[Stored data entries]
=== Begin Enclosure ===

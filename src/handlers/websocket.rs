use futures_util::sink::SinkExt;
use futures_util::stream::StreamExt;
use log::{debug, error, info, warn};
use std::net::IpAddr;
use tokio::sync::mpsc;
use warp::ws::WebSocket;

use crate::core::connection::Connection;
use crate::core::message_handler::MessageHandler;
use crate::core::server::SharedChatServer;

// Handle a WebSocket connection
pub async fn handle_ws_client(
    ws: WebSocket,
    server: SharedChatServer,
    client_ip: Option<IpAddr>,
    max_frame_bytes: usize,
) {
    let (mut ws_tx, mut ws_rx) = ws.split();
    let (tx, rx) = mpsc::unbounded_channel();

    // Spawn a task to forward messages from our channel to the WebSocket
    tokio::task::spawn(async move {
        let mut rx = rx;
        while let Some(message) = rx.recv().await {
            if let Err(e) = ws_tx.send(message).await {
                debug!("Failed to send WebSocket message: {}", e);
                break;
            }
        }
    });

    let connection = Connection::new(tx, client_ip);
    let client_id = connection.id.clone();
    server.connect(connection.clone());

    let handler = MessageHandler::with_frame_limit(server.clone(), max_frame_bytes);

    // Events from one connection are handled strictly in arrival order
    while let Some(result) = ws_rx.next().await {
        match result {
            Ok(msg) => {
                if msg.is_close() {
                    break;
                }
                if !msg.is_text() {
                    continue;
                }
                let text = match msg.to_str() {
                    Ok(s) => s,
                    Err(_) => {
                        warn!("Failed to extract text from message from {}", client_id);
                        continue;
                    }
                };
                // Errors were already reported to the client
                let _ = handler.handle_client_message(&client_id, text).await;
            }
            Err(e) => {
                error!("WebSocket error for {}: {}", client_id, e);
                break;
            }
        }
    }

    server.disconnect(&client_id);
    info!(
        "Connection {} closed after {:?}",
        client_id,
        connection.connection_duration()
    );
}
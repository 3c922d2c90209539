//! WebSocket connection handle
//! A cheap, cloneable sender side of one client's outbound channel

use log::warn;
use std::net::IpAddr;
use std::time::{Duration, Instant};
use tokio::sync::mpsc;
use uuid::Uuid;
use warp::ws::Message;

/// Represents the outbound side of a single WebSocket connection
#[derive(Debug, Clone)]
pub struct Connection {
    pub id: String,
    pub sender: mpsc::UnboundedSender<Message>,
    /// Resolved client address, used as the IP half of the sender identity
    pub ip_address: Option<IpAddr>,
    pub connected_at: Instant,
}

impl Connection {
    /// Create a new connection with a unique ID
    pub fn new(sender: mpsc::UnboundedSender<Message>, ip_address: Option<IpAddr>) -> Self {
        Self::with_id(Uuid::new_v4().to_string(), sender, ip_address)
    }

    /// Create a connection with a caller-chosen ID
    pub fn with_id(
        id: String,
        sender: mpsc::UnboundedSender<Message>,
        ip_address: Option<IpAddr>,
    ) -> Self {
        Self {
            id,
            sender,
            ip_address,
            connected_at: Instant::now(),
        }
    }

    /// Send a text frame through this connection
    pub fn send_text(&self, text: &str) -> bool {
        match self.sender.send(Message::text(text)) {
            Ok(_) => true,
            Err(_) => {
                warn!("Failed to send message to client {}", self.id);
                false
            }
        }
    }

    /// Whether the writer task on the other end has gone away
    pub fn is_closed(&self) -> bool {
        self.sender.is_closed()
    }

    /// Calculate the connection duration
    pub fn connection_duration(&self) -> Duration {
        self.connected_at.elapsed()
    }
}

=== End Enclosure ===

| YOUR ASSIGNMENT |
Above are some records; copy each line there that contains "outbound".

| YOUR RESPONSE |
//! A cheap, cloneable sender side of one client's outbound channel
/// Represents the outbound side of a single WebSocket connection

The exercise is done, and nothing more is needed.